Wang Zihao, Rostami-Tabar Bahman, Haider Jane, Naim Mohamed, Haider Javvad
Cardiff Business School, Cardiff University, Cardiff, UK.
Consultant in Rehabilitation Medicine, National Rehabilitation Centre, Nottingham University Hospitals NHS Trust, UK.
Adv Rehabil Sci Pract. 2025 Jan 16;14:27536351241310645. doi: 10.1177/27536351241310645. eCollection 2025 Jan-Dec.
Trauma systems provide comprehensive care across various settings, from prehospital services to rehabilitation, integrating clinical and social care aspects. Established in the 1970s, these systems are pivotal yet under-researched in their operational management. This study aims to fill this gap by focussing on the integration of operations management (OM) techniques to enhance the efficiency and effectiveness of trauma systems. By leveraging proven OM strategies from other healthcare sectors, we seek to improve patient outcomes and optimise system performance, addressing a crucial need for innovation in trauma care operations.
A systematic literature review was conducted using the PICOTS framework to explore operational aspects of trauma systems across varied settings, from emergency departments to specialised centres. Searches were performed in 5 databases, focussing on articles published from 2006 to 2024. Keywords related to operational research and management targeted both trauma systems and emergency management services. Our method involved identifying, synthesising, and summarising studies to evaluate operational performance, with a specific emphasis on articles that applied operational research/management techniques in trauma care. All eligible articles were critically appraised using 2 quality assessment tools.

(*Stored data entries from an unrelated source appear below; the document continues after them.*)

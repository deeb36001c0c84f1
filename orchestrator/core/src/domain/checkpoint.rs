// Copyright (c) 2026 100monkeys.ai
// SPDX-License-Identifier: AGPL-3.0
//! # Checkpoints
//!
//! A checkpoint is an immutable snapshot of a task's workflow position. A new
//! checkpoint supersedes the previous one; the active checkpoint of a task is
//! always the one with the highest `sequence`. Sequences are dense
//! (`0, 1, 2, ...`) so a store can reject a concurrent writer by checking
//! `sequence == last + 1`.

use chrono::{DateTime, Utc};
use serde::{Deserialize, Serialize};

use crate::domain::invocation::RecordId;
use crate::domain::task::TaskId;
use crate::domain::workflow::{TaskState, WorkflowError, WorkflowProgress};

#[derive(Debug, Clone, PartialEq, Serialize, Deserialize)]
pub struct Checkpoint {
    pub task_id: TaskId,
    pub sequence: u64,
    /// State before the transition; `None` for the initial checkpoint.
    #[serde(default, skip_serializing_if = "Option::is_none")]
    pub from: Option<TaskState>,
    pub state: TaskState,
    /// Invocation record whose output caused the transition.
    #[serde(default, skip_serializing_if = "Option::is_none")]
    pub cause: Option<RecordId>,
    /// Snapshot of the causing agent output.
    #[serde(default)]
    pub output: serde_json::Value,
    pub progress: WorkflowProgress,
    pub written_at: DateTime<Utc>,
}

impl Checkpoint {
    /// The first checkpoint of a task, written when a worker first pulls it.
    pub fn initial(task_id: TaskId) -> Self {
        Self {
            task_id,
            sequence: 0,
            from: None,
            state: TaskState::Queued,
            cause: None,
            output: serde_json::Value::Null,
            progress: WorkflowProgress::default(),
            written_at: Utc::now(),
        }
    }

    /// Build the checkpoint that records `self.state -> state`.
    pub fn advance(
        &self,
        state: TaskState,
        cause: Option<RecordId>,
        output: serde_json::Value,
        progress: WorkflowProgress,
    ) -> Result<Checkpoint, WorkflowError> {
        if !self.state.can_transition_to(state) {
            return Err(WorkflowError::IllegalTransition { from: self.state, to: state });
        }
        Ok(Checkpoint {
            task_id: self.task_id,
            sequence: self.sequence + 1,
            from: Some(self.state),
            state,
            cause,
            output,
            progress,
            written_at: Utc::now(),
        })
    }

    pub fn is_terminal(&self) -> bool {
        self.state.is_terminal()
    }
}
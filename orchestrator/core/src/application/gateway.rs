// Copyright (c) 2026 100monkeys.ai
// SPDX-License-Identifier: AGPL-3.0
//! # Secure Execution Gateway
//!
//! The only path from an agent to the infrastructure. For every action the
//! gateway, in order:
//!
//! 1. validates the linked root-cause record (exists, finalized successful
//!    Investigator record of the same task);
//! 2. evaluates the least-privilege [`ExecutionPolicy`] for the action type,
//!    target and presented credential scope (default deny);
//! 3. returns the stored result when the idempotency key already executed;
//! 4. otherwise runs the action through the [`ActionExecutor`].
//!
//! Every decision is logged with the task id and root-cause record, appended
//! to the audit trail, counted and published on the event bus. Denials are
//! final: callers must not retry them.

use chrono::Utc;
use std::sync::Arc;
use thiserror::Error;
use tracing::{info, warn};

use crate::domain::events::GatewayEvent;
use crate::domain::execution::{ActionDescriptor, ActionExecutor, ActionResult, GatewayAuditEntry, GatewayDecision};
use crate::domain::invocation::RecordId;
use crate::domain::policy::{CredentialScope, ExecutionPolicy};
use crate::domain::repository::{GatewayAuditRepository, InvocationRepository, RepositoryError};
use crate::infrastructure::event_bus::EventBus;
use crate::infrastructure::metrics;

#[derive(Debug, Error)]
pub enum GatewayError {
    #[error("Action denied: {reason}")]
    AuthorizationDenied { reason: String },

    #[error("Action has no valid root-cause record: {0}")]
    MissingRootCause(String),

    #[error("Action failed: {0}")]
    ExecutionFailed(String),

    #[error("Gateway store error: {0}")]
    Repository(#[from] RepositoryError),
}

pub struct ExecutionGateway {
    policy: ExecutionPolicy,
    invocations: Arc<dyn InvocationRepository>,
    audit: Arc<dyn GatewayAuditRepository>,
    executor: Arc<dyn ActionExecutor>,
    event_bus: EventBus,
}

impl ExecutionGateway {
    pub fn new(
        policy: ExecutionPolicy,
        invocations: Arc<dyn InvocationRepository>,
        audit: Arc<dyn GatewayAuditRepository>,
        executor: Arc<dyn ActionExecutor>,
        event_bus: EventBus,
    ) -> Self {
        Self {
            policy,
            invocations,
            audit,
            executor,
            event_bus,
        }
    }

    pub async fn execute(&self, action: &ActionDescriptor, scope: &CredentialScope) -> Result<ActionResult, GatewayError> {
        let root_cause_record = match self.validate_root_cause(action).await? {
            Ok(record_id) => record_id,
            Err(reason) => {
                self.deny(action, scope, &reason).await?;
                return Err(GatewayError::MissingRootCause(reason));
            }
        };

        if let Err(violation) = self.policy.evaluate(&action.action_type, &action.target, scope) {
            let reason = violation.to_string();
            self.deny(action, scope, &reason).await?;
            return Err(GatewayError::AuthorizationDenied { reason });
        }

        info!(
            task_id = %action.task_id,
            root_cause_record = %root_cause_record,
            action_type = %action.action_type,
            target = %action.target,
            scope = %scope,
            "Action authorized"
        );
        self.event_bus.publish_gateway_event(GatewayEvent::ActionAuthorized {
            task_id: action.task_id,
            root_cause_record,
            action_type: action.action_type.clone(),
            target: action.target.clone(),
            authorized_at: Utc::now(),
        });

        let idempotency_key = action.idempotency_key();
        if let Some(mut previous) = self.audit.find_executed(&idempotency_key).await? {
            previous.deduplicated = true;
            info!(
                task_id = %action.task_id,
                root_cause_record = %root_cause_record,
                idempotency_key = %idempotency_key,
                "Action already executed, returning stored result"
            );
            self.record(action, scope, GatewayDecision::Deduplicated { result: previous.clone() })
                .await?;
            self.publish_executed(action, &previous);
            return Ok(previous);
        }

        match self.executor.execute(action).await {
            Ok(output) => {
                let result = ActionResult {
                    idempotency_key,
                    action_type: action.action_type.clone(),
                    target: action.target.clone(),
                    output: output.output,
                    deduplicated: false,
                    executed_at: Utc::now(),
                };
                info!(
                    task_id = %action.task_id,
                    root_cause_record = %root_cause_record,
                    idempotency_key = %result.idempotency_key,
                    "Action executed"
                );
                self.record(action, scope, GatewayDecision::Executed { result: result.clone() })
                    .await?;
                self.publish_executed(action, &result);
                Ok(result)
            }
            Err(e) => {
                let reason = e.to_string();
                warn!(
                    task_id = %action.task_id,
                    root_cause_record = %root_cause_record,
                    idempotency_key = %idempotency_key,
                    error = %reason,
                    "Action failed"
                );
                self.record(action, scope, GatewayDecision::Failed { reason: reason.clone() })
                    .await?;
                self.event_bus.publish_gateway_event(GatewayEvent::ActionFailed {
                    task_id: action.task_id,
                    idempotency_key,
                    action_type: action.action_type.clone(),
                    error: reason.clone(),
                    failed_at: Utc::now(),
                });
                Err(GatewayError::ExecutionFailed(reason))
            }
        }
    }

    /// Inner `Err` carries the denial reason.
    async fn validate_root_cause(&self, action: &ActionDescriptor) -> Result<Result<RecordId, String>, GatewayError> {
        let Some(record_id) = action.root_cause_record else {
            return Ok(Err("no root-cause record referenced".to_string()));
        };
        let Some(record) = self.invocations.find_by_id(record_id).await? else {
            return Ok(Err(format!("root-cause record {} does not exist", record_id)));
        };
        if record.task_id != Some(action.task_id) {
            return Ok(Err(format!("root-cause record {} belongs to another task", record_id)));
        }
        if !record.is_root_cause_record() {
            return Ok(Err(format!(
                "record {} is not a finalized successful investigator record",
                record_id
            )));
        }
        Ok(Ok(record_id))
    }

    async fn deny(&self, action: &ActionDescriptor, scope: &CredentialScope, reason: &str) -> Result<(), GatewayError> {
        warn!(
            task_id = %action.task_id,
            root_cause_record = ?action.root_cause_record,
            action_type = %action.action_type,
            target = %action.target,
            scope = %scope,
            reason = %reason,
            "Action denied"
        );
        self.record(action, scope, GatewayDecision::Denied { reason: reason.to_string() })
            .await?;
        self.event_bus.publish_gateway_event(GatewayEvent::ActionDenied {
            task_id: action.task_id,
            root_cause_record: action.root_cause_record,
            action_type: action.action_type.clone(),
            target: action.target.clone(),
            reason: reason.to_string(),
            denied_at: Utc::now(),
        });
        Ok(())
    }

    async fn record(
        &self,
        action: &ActionDescriptor,
        scope: &CredentialScope,
        decision: GatewayDecision,
    ) -> Result<(), GatewayError> {
        metrics::record_gateway_decision(decision.label());
        let entry = GatewayAuditEntry::new(action, scope.as_str(), decision);
        self.audit.record(&entry).await?;
        Ok(())
    }

    fn publish_executed(&self, action: &ActionDescriptor, result: &ActionResult) {
        self.event_bus.publish_gateway_event(GatewayEvent::ActionExecuted {
            task_id: action.task_id,
            idempotency_key: result.idempotency_key.clone(),
            action_type: action.action_type.clone(),
            deduplicated: result.deduplicated,
            executed_at: result.executed_at,
        });
    }
}
// Copyright (c) 2026 100monkeys.ai
// SPDX-License-Identifier: AGPL-3.0
//! Periodic agents.
//!
//! The Sentinel and the Analyst are not part of any task workflow. They run
//! on their own schedule through the agent pool, so their invocations are
//! recorded and bounded by the same deadlines as task steps.

use chrono::Utc;
use std::collections::HashSet;
use std::sync::Arc;
use std::time::Duration;
use tokio::task::JoinHandle;
use tokio_util::sync::CancellationToken;
use tracing::{debug, error, info, warn};

use crate::application::agent_pool::AgentPool;
use crate::application::ingress::EventIngress;
use crate::domain::agent::{AgentContext, AgentOutcome, Artifact};
use crate::domain::invocation::AgentRole;
use crate::domain::knowledge::{KnowledgeEntry, KnowledgeQuery, QueryCriteria};
use crate::domain::repository::{KnowledgeRepository, RepositoryError};

/// Runs the Sentinel and forwards new breaches to the ingress.
///
/// A rule that keeps breaching produces one trigger; it fires again only
/// after it has been observed healthy.
pub struct SentinelMonitor {
    pool: Arc<AgentPool>,
    ingress: Arc<EventIngress>,
    interval: Duration,
    firing: tokio::sync::Mutex<HashSet<(String, String)>>,
}

impl SentinelMonitor {
    pub fn new(pool: Arc<AgentPool>, ingress: Arc<EventIngress>, interval: Duration) -> Self {
        Self {
            pool,
            ingress,
            interval,
            firing: tokio::sync::Mutex::new(HashSet::new()),
        }
    }

    /// One Sentinel pass. Returns the number of triggers submitted.
    pub async fn tick(&self) -> usize {
        let triggers = match self.pool.invoke(AgentRole::Sentinel, &AgentContext::scheduled()).await {
            Ok(invocation) => match invocation.outcome {
                AgentOutcome::Success(Artifact::Triggers(triggers)) => triggers,
                other => {
                    warn!(outcome = other.label(), reason = ?other.reason(), "Sentinel pass produced no triggers");
                    return 0;
                }
            },
            Err(e) => {
                error!(error = %e, "Sentinel invocation failed");
                return 0;
            }
        };

        let breached: HashSet<(String, String)> = triggers.iter().map(breach_key).collect();
        let mut firing = self.firing.lock().await;
        let mut submitted = 0;
        for trigger in triggers {
            let key = breach_key(&trigger);
            if firing.contains(&key) {
                debug!(alert = %key.0, target = %key.1, "Breach already reported");
                continue;
            }
            match self.ingress.submit(trigger).await {
                Ok(ack) => {
                    info!(alert = %key.0, target = %key.1, task_id = %ack.task_id, "Sentinel raised a task");
                    submitted += 1;
                }
                Err(e) => {
                    warn!(alert = %key.0, target = %key.1, error = %e, "Sentinel trigger rejected");
                    continue;
                }
            }
            firing.insert(key);
        }
        firing.retain(|key| breached.contains(key));
        submitted
    }

    pub fn spawn(self: Arc<Self>, shutdown: CancellationToken) -> JoinHandle<()> {
        tokio::spawn(async move {
            let mut ticker = tokio::time::interval(self.interval);
            ticker.set_missed_tick_behavior(tokio::time::MissedTickBehavior::Delay);
            info!(interval = ?self.interval, "Sentinel monitor started");
            loop {
                tokio::select! {
                    _ = shutdown.cancelled() => break,
                    _ = ticker.tick() => {
                        self.tick().await;
                    }
                }
            }
            info!("Sentinel monitor stopped");
        })
    }
}

fn breach_key(trigger: &serde_json::Value) -> (String, String) {
    let field = |name: &str| {
        trigger
            .get(name)
            .and_then(|v| v.as_str())
            .unwrap_or_default()
            .to_string()
    };
    (field("alert_name"), field("target"))
}

/// Runs the Analyst and keeps one current finding per series in the
/// knowledge store. Expired findings are purged on every pass.
pub struct AnalystScheduler {
    pool: Arc<AgentPool>,
    knowledge: Arc<dyn KnowledgeRepository>,
    interval: Duration,
}

impl AnalystScheduler {
    pub fn new(pool: Arc<AgentPool>, knowledge: Arc<dyn KnowledgeRepository>, interval: Duration) -> Self {
        Self {
            pool,
            knowledge,
            interval,
        }
    }

    /// One Analyst pass. Returns the number of findings stored.
    pub async fn tick(&self) -> usize {
        match self.knowledge.purge_expired(Utc::now()).await {
            Ok(0) => {}
            Ok(purged) => info!(purged, "Expired findings purged"),
            Err(e) => warn!(error = %e, "Failed to purge expired knowledge"),
        }

        let findings = match self.pool.invoke(AgentRole::Analyst, &AgentContext::scheduled()).await {
            Ok(invocation) => match invocation.outcome {
                AgentOutcome::Success(Artifact::Findings(findings)) => findings,
                other => {
                    warn!(outcome = other.label(), reason = ?other.reason(), "Analyst pass produced no findings");
                    return 0;
                }
            },
            Err(e) => {
                error!(error = %e, "Analyst invocation failed");
                return 0;
            }
        };

        let mut stored = 0;
        for finding in findings {
            match self.upsert(finding).await {
                Ok(entry) => {
                    debug!(entry_id = %entry.id, title = %entry.title, "Finding stored");
                    stored += 1;
                }
                Err(e) => warn!(error = %e, "Failed to store finding"),
            }
        }
        stored
    }

    /// Replace the finding for the same series, if one exists.
    async fn upsert(&self, mut finding: KnowledgeEntry) -> Result<KnowledgeEntry, RepositoryError> {
        let tag = finding
            .tags
            .iter()
            .find(|t| t.starts_with("series:"))
            .cloned();
        let existing = match &tag {
            Some(tag) => {
                let query = KnowledgeQuery::category(finding.category)
                    .with_criteria(QueryCriteria {
                        tags: vec![tag.clone()],
                        ..QueryCriteria::default()
                    })
                    .with_limit(1);
                self.knowledge.query(&query).await?.entries.into_iter().next()
            }
            None => None,
        };

        match existing {
            Some(previous) => {
                finding.id = previous.id;
                finding.created_at = previous.created_at;
                self.knowledge.curate(&finding).await
            }
            None => {
                self.knowledge.insert(&finding).await?;
                Ok(finding)
            }
        }
    }

    pub fn spawn(self: Arc<Self>, shutdown: CancellationToken) -> JoinHandle<()> {
        tokio::spawn(async move {
            let mut ticker = tokio::time::interval(self.interval);
            ticker.set_missed_tick_behavior(tokio::time::MissedTickBehavior::Delay);
            info!(interval = ?self.interval, "Analyst scheduler started");
            loop {
                tokio::select! {
                    _ = shutdown.cancelled() => break,
                    _ = ticker.tick() => {
                        self.tick().await;
                    }
                }
            }
            info!("Analyst scheduler stopped");
        })
    }
}

#[cfg(test)]
mod tests {
    use super::*;
    use crate::application::agents::analyst::series_tag;
    use crate::application::agents::{Analyst, Sentinel};
    use crate::domain::config::{AgentsConfig, CapacitySeries, SentinelRule};
    use crate::domain::knowledge::KnowledgeCategory;
    use crate::domain::task::Severity;
    use crate::infrastructure::event_bus::EventBus;
    use crate::infrastructure::queue::InMemoryTaskQueue;
    use crate::infrastructure::repositories::{
        InMemoryInvocationRepository, InMemoryKnowledgeRepository, InMemoryTaskRepository,
    };
    use crate::domain::queue::TaskQueue;
    use crate::infrastructure::telemetry::StaticTelemetrySource;

    fn rule() -> SentinelRule {
        SentinelRule {
            alert_name: "HighCpu".into(),
            metric: "cpu_usage".into(),
            target: "checkout".into(),
            threshold: 80.0,
            severity: Severity::Critical,
        }
    }

    #[tokio::test]
    async fn sustained_breach_raises_one_task() {
        // breach, breach, recover, breach
        let telemetry = Arc::new(
            StaticTelemetrySource::new().with_metric("cpu_usage", "checkout", vec![95.0, 96.0, 40.0, 97.0]),
        );
        let bus = EventBus::new(64);
        let pool = Arc::new(
            AgentPool::new(Arc::new(InMemoryInvocationRepository::new()), bus.clone(), AgentsConfig::default())
                .with_agent(Arc::new(Sentinel::new(telemetry, vec![rule()]))),
        );
        let queue = Arc::new(InMemoryTaskQueue::new(Duration::from_secs(30)));
        let ingress = Arc::new(EventIngress::new(
            Arc::new(InMemoryTaskRepository::new()),
            queue.clone(),
            bus,
            Severity::Critical,
        ));
        let monitor = SentinelMonitor::new(pool, ingress, Duration::from_secs(60));

        assert_eq!(monitor.tick().await, 1);
        assert_eq!(monitor.tick().await, 0);
        assert_eq!(monitor.tick().await, 0);
        assert_eq!(monitor.tick().await, 1);
        assert_eq!(queue.depth().await.unwrap(), 2);
    }

    #[tokio::test]
    async fn findings_are_replaced_per_series() {
        let telemetry = Arc::new(
            StaticTelemetrySource::new().with_metric("disk_used_gb", "db-1", vec![50.0, 60.0, 70.0, 80.0]),
        );
        let week = Duration::from_secs(7 * 86_400);
        let series = vec![CapacitySeries {
            metric: "disk_used_gb".into(),
            target: "db-1".into(),
            capacity: 100.0,
        }];
        let pool = Arc::new(
            AgentPool::new(Arc::new(InMemoryInvocationRepository::new()), EventBus::new(16), AgentsConfig::default())
                .with_agent(Arc::new(Analyst::new(telemetry, series, week, week))),
        );
        let knowledge = Arc::new(InMemoryKnowledgeRepository::new());
        let scheduler = AnalystScheduler::new(pool, knowledge.clone(), Duration::from_secs(3600));

        assert_eq!(scheduler.tick().await, 1);
        assert_eq!(scheduler.tick().await, 1);

        let query = KnowledgeQuery::category(KnowledgeCategory::CapacityFinding)
            .with_criteria(QueryCriteria {
                tags: vec![series_tag("disk_used_gb", "db-1")],
                ..QueryCriteria::default()
            });
        let page = knowledge.query(&query).await.unwrap();
        assert_eq!(page.entries.len(), 1);
        assert_eq!(page.entries[0].author, "analyst");
    }
}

Employing Donabedian's framework to analyse the quality of trauma systems through structure, process, and outcome dimensions, our systematic review included 160 studies. Of these, 5 studies discussed the application of the Donabedian evaluation framework to trauma systems, and 14 studies examined structural elements, focussing on the location of healthcare facilities, trauma resource management, and EMS logistics. The 63 studies on process indicators primarily assessed triage procedures, with some exploring the timeliness of trauma care. Meanwhile, the 78 outcome-oriented studies predominantly evaluated mortality rates, alongside a smaller number assessing functional outcomes.
Existing evaluation metrics primarily focussed on triage accuracy and mortality are inadequate. We propose expanding these metrics to include patient length of stay (LOS) and rehabilitation trajectory analyses. There is a critical gap in understanding patient flow management and long-term outcomes, necessitating focussed research on LOS modelling and improved rehabilitation data collection. Addressing these areas is essential for optimising trauma care and improving patient recovery outcomes.
创伤系统提供从院前服务到康复的跨各种环境的全面护理,整合了临床和社会护理方面。这些系统建立于20世纪70年代,在其运营管理中至关重要但研究不足。本研究旨在通过关注运营管理(OM)技术的整合来填补这一空白,以提高创伤系统的效率和有效性。通过利用其他医疗保健部门已证实的运营管理策略,我们寻求改善患者预后并优化系统性能,满足创伤护理运营中对创新的关键需求。
使用PICOTS框架进行系统文献综述,以探索从急诊科到专科中心等不同环境下创伤系统的运营方面。在5个数据库中进行检索,重点关注2006年至2024年发表的文章。与运筹学和管理相关的关键词针对创伤系统和应急管理服务。我们的方法包括识别、综合和总结研究以评估运营绩效,特别强调在创伤护理中应用运筹学/管理技术的文章。所有符合条件的文章都使用2种质量评估工具进行严格评估。
采用唐纳贝迪安框架通过结构、过程和结果维度分析创伤系统的质量,我们的系统综述纳入了160项研究。其中,5项研究讨论了唐纳贝迪安评估框架在创伤系统中的应用,14项研究考察了结构要素,重点是医疗设施的位置、创伤资源管理和急救医疗服务物流。63项关于过程指标的研究主要评估分诊程序,一些研究探讨了创伤护理的及时性。同时,78项以结果为导向的研究主要评估死亡率,还有少数研究评估功能结果。
现有的主要关注分诊准确性和死亡率的评估指标是不够的。我们建议扩大这些指标,纳入患者住院时间(LOS)和康复轨迹分析。在理解患者流程管理和长期结果方面存在关键差距,需要对LOS建模和改进康复数据收集进行重点研究。解决这些领域对于优化创伤护理和改善患者康复结果至关重要。